What the task asks:
A line containing "use crate::settings::RelayConfig;" appears in the material below. Return exactly every line from the first through that one, and only those.

[[ Supplied information open ]]

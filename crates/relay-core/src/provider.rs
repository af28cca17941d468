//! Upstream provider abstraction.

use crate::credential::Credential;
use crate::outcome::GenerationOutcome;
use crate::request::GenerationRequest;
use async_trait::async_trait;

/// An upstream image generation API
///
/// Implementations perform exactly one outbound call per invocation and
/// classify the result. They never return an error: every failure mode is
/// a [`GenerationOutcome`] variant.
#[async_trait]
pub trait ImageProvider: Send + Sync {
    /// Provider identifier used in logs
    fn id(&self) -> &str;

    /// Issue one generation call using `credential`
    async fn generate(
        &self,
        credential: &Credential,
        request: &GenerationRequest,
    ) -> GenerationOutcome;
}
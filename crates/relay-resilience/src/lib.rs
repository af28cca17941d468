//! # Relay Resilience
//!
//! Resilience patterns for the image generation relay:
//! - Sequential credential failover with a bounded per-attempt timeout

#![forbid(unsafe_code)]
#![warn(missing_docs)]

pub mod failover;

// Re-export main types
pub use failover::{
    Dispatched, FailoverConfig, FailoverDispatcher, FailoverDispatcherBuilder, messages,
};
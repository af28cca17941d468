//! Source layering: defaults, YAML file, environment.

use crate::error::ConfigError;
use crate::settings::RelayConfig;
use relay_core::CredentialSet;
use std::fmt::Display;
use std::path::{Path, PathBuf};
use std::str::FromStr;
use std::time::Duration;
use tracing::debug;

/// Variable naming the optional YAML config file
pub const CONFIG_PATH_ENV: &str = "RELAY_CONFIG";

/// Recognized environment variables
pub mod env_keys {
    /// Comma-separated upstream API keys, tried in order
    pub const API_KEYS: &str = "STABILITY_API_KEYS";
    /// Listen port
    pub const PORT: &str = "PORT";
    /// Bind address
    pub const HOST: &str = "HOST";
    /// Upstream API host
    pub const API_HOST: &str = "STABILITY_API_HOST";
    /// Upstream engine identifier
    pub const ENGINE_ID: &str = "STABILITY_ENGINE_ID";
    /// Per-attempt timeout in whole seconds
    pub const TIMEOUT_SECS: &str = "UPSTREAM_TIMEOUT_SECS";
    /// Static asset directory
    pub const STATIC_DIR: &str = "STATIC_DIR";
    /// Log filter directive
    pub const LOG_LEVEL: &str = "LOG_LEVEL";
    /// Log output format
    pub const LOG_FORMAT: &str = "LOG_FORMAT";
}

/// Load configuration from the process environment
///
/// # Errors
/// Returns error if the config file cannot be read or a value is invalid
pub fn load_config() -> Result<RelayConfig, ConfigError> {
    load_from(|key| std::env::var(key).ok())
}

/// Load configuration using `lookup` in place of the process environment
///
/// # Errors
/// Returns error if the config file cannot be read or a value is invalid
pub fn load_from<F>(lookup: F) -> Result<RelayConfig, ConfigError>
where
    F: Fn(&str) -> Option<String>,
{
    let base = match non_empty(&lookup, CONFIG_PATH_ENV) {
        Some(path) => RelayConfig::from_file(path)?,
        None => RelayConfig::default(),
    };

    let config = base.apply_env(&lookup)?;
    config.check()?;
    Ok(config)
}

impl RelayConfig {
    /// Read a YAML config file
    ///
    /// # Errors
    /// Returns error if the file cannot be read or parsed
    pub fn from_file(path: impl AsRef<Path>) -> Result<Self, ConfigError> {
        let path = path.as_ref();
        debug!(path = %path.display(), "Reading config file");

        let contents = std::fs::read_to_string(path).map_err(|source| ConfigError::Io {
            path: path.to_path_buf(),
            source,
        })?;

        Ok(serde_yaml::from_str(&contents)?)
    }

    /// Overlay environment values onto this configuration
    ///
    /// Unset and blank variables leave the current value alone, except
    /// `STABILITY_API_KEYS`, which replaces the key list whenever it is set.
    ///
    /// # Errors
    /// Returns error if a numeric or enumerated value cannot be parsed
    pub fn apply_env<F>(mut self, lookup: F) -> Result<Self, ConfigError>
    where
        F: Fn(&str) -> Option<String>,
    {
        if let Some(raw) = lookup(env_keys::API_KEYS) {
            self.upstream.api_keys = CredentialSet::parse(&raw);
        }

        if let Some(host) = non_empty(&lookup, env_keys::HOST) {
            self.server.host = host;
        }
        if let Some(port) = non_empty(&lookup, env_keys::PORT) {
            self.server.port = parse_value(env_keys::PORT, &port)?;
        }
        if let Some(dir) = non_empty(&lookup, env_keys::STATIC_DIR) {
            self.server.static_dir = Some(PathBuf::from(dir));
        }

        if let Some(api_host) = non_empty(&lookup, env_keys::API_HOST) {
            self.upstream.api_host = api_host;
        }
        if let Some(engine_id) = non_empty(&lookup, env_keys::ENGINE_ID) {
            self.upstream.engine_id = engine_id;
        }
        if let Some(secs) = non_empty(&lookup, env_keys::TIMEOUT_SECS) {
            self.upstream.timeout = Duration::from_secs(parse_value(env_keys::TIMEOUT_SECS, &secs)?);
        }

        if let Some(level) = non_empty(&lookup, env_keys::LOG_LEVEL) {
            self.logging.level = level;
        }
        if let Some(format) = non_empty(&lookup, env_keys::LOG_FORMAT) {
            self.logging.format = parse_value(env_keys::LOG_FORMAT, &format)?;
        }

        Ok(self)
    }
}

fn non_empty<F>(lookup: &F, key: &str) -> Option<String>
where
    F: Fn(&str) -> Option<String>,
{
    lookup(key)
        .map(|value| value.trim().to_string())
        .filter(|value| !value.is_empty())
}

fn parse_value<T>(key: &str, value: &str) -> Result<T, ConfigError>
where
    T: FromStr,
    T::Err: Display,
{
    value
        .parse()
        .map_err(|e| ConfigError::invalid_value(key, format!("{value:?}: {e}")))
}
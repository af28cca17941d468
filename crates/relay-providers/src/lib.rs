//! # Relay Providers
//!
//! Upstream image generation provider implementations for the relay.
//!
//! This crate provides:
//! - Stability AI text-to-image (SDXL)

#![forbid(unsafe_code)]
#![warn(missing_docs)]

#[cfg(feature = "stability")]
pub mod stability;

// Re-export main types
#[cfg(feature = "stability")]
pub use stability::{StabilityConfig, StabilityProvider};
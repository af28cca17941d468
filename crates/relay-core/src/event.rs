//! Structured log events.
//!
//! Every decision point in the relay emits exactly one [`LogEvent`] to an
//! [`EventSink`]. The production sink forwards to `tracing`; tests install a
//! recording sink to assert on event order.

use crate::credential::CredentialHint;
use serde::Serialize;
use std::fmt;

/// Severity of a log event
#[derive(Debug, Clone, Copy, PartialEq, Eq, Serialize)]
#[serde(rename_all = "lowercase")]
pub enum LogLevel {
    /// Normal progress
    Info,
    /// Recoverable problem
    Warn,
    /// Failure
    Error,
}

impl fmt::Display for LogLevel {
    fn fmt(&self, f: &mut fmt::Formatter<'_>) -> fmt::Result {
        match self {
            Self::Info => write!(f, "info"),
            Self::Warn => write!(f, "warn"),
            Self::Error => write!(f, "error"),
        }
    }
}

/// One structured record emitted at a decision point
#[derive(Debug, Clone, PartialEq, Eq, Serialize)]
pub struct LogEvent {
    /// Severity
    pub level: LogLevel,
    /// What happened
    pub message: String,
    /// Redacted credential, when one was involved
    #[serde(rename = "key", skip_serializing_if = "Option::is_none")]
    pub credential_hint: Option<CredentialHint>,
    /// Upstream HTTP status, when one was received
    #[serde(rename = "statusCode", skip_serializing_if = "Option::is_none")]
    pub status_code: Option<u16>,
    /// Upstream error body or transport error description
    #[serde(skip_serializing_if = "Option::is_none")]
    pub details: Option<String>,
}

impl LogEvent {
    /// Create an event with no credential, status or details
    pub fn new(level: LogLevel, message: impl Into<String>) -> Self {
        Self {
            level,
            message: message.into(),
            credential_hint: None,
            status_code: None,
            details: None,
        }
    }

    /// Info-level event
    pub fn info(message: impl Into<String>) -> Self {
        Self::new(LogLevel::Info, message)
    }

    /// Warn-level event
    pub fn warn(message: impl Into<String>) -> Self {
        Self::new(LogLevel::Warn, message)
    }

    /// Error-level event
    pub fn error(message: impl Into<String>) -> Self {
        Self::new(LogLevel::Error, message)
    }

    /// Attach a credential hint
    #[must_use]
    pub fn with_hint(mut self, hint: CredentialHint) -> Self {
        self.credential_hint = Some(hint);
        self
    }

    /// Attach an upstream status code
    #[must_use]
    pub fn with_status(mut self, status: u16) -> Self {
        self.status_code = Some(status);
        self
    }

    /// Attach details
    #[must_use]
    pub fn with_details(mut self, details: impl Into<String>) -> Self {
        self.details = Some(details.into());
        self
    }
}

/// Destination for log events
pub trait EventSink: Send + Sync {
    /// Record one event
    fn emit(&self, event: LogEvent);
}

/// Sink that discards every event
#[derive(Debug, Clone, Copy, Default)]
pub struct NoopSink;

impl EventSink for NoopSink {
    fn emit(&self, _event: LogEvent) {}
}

[[ Supplied information closed ]]

Expected answer:
filename crates/relay-core/src/provider.rs
repository af28cca17941d468
//! Upstream provider abstraction.

use crate::credential::Credential;
use crate::outcome::GenerationOutcome;
use crate::request::GenerationRequest;
use async_trait::async_trait;

/// An upstream image generation API
///
/// Implementations perform exactly one outbound call per invocation and
/// classify the result. They never return an error: every failure mode is
/// a [`GenerationOutcome`] variant.
#[async_trait]
pub trait ImageProvider: Send + Sync {
    /// Provider identifier used in logs
    fn id(&self) -> &str;

    /// Issue one generation call using `credential`
    async fn generate(
        &self,
        credential: &Credential,
        request: &GenerationRequest,
    ) -> GenerationOutcome;
}
filename crates/relay-resilience/src/lib.rs
repository af28cca17941d468
//! # Relay Resilience
//!
//! Resilience patterns for the image generation relay:
//! - Sequential credential failover with a bounded per-attempt timeout

#![forbid(unsafe_code)]
#![warn(missing_docs)]

pub mod failover;

// Re-export main types
pub use failover::{
    Dispatched, FailoverConfig, FailoverDispatcher, FailoverDispatcherBuilder, messages,
};
repository af28cca17941d468
//! Source layering: defaults, YAML file, environment.

use crate::error::ConfigError;
use crate::settings::RelayConfig;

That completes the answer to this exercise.